>>

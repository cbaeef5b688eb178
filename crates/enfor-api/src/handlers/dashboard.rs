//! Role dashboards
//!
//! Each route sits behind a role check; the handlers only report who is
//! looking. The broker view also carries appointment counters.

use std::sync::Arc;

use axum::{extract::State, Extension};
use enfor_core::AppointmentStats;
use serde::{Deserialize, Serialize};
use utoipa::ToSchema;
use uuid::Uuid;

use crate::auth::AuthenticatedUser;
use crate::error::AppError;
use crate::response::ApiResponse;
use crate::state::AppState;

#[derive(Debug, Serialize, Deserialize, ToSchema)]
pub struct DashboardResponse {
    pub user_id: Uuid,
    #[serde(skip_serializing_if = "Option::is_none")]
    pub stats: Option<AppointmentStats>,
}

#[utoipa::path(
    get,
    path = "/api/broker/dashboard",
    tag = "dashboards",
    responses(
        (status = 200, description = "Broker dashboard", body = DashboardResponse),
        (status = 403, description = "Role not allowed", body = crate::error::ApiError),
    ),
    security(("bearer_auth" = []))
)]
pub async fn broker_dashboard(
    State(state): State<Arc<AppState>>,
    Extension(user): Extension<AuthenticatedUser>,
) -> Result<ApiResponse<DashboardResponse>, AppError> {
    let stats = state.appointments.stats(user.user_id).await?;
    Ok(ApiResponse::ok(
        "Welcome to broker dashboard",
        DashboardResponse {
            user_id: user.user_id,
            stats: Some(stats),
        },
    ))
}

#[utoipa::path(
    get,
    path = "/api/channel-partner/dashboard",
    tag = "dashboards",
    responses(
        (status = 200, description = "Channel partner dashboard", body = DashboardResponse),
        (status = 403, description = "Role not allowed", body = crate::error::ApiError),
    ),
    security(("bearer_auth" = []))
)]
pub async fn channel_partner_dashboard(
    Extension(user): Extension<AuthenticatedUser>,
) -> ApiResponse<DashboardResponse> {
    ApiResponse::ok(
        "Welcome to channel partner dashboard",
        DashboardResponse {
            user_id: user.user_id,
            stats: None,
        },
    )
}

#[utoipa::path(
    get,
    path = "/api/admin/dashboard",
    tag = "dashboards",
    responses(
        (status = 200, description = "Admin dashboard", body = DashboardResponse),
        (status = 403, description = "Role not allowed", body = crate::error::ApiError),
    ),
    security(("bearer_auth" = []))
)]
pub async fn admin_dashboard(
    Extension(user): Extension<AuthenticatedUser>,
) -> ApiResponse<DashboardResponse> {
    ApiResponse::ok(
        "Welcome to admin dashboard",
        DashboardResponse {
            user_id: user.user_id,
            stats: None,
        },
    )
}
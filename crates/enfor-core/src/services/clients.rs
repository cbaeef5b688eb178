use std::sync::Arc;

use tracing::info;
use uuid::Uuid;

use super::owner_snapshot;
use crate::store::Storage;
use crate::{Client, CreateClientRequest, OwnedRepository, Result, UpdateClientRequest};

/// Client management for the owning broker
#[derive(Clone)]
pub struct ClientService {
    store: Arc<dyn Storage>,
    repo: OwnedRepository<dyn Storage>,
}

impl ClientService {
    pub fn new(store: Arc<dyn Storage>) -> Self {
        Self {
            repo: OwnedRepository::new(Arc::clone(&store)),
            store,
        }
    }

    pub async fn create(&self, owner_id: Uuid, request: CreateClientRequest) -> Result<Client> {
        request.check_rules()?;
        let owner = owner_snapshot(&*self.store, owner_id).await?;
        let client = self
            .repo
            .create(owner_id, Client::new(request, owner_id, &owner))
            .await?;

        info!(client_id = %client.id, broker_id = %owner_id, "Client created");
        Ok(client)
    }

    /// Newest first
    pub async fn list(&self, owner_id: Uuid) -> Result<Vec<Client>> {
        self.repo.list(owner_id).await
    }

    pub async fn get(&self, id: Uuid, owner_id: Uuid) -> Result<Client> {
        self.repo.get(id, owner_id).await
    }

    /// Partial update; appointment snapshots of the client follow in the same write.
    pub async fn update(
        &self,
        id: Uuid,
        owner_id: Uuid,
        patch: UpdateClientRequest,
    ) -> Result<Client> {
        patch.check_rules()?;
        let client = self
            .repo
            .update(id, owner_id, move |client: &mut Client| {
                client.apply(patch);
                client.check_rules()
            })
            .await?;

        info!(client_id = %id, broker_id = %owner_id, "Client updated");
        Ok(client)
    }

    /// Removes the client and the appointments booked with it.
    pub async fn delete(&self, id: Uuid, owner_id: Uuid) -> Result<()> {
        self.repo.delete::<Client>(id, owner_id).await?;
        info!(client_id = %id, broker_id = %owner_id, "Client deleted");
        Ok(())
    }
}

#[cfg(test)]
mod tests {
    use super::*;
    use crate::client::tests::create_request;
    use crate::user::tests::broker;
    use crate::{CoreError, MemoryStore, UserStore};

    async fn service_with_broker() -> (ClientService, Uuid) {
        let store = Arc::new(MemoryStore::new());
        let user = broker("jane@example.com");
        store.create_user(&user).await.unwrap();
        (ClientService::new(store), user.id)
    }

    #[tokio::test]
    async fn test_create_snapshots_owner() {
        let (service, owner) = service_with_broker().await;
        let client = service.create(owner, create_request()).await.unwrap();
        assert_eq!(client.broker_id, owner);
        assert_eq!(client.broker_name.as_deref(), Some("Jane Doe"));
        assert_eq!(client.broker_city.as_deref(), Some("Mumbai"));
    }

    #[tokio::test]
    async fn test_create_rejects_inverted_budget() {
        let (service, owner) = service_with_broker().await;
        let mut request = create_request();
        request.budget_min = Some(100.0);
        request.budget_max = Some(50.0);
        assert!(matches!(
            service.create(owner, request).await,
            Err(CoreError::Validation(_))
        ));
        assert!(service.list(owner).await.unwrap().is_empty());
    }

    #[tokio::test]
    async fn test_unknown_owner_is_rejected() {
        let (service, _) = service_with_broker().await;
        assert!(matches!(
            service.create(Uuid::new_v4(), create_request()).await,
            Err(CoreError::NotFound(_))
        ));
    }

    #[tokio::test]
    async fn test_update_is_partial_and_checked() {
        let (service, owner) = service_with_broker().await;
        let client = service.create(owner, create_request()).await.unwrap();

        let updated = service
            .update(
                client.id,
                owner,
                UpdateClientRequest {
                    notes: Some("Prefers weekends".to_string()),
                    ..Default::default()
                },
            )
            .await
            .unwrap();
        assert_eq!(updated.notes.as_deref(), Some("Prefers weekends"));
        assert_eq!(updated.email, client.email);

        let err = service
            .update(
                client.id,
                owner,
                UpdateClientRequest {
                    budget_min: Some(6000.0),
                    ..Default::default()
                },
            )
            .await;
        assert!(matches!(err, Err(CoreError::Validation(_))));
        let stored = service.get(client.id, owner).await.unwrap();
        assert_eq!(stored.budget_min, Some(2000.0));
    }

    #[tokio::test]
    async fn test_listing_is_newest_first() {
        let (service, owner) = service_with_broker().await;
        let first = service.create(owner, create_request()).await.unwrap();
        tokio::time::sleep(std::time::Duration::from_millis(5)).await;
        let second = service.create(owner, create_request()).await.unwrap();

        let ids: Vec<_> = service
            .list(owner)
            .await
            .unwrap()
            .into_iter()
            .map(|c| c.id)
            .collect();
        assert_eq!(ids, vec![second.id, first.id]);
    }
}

<<

EXERCISE> Could you find every line in the records above that has the string "patch" and copy it?

TASK ANSWER>
        patch: UpdateClientRequest,
        patch.check_rules()?;
                client.apply(patch);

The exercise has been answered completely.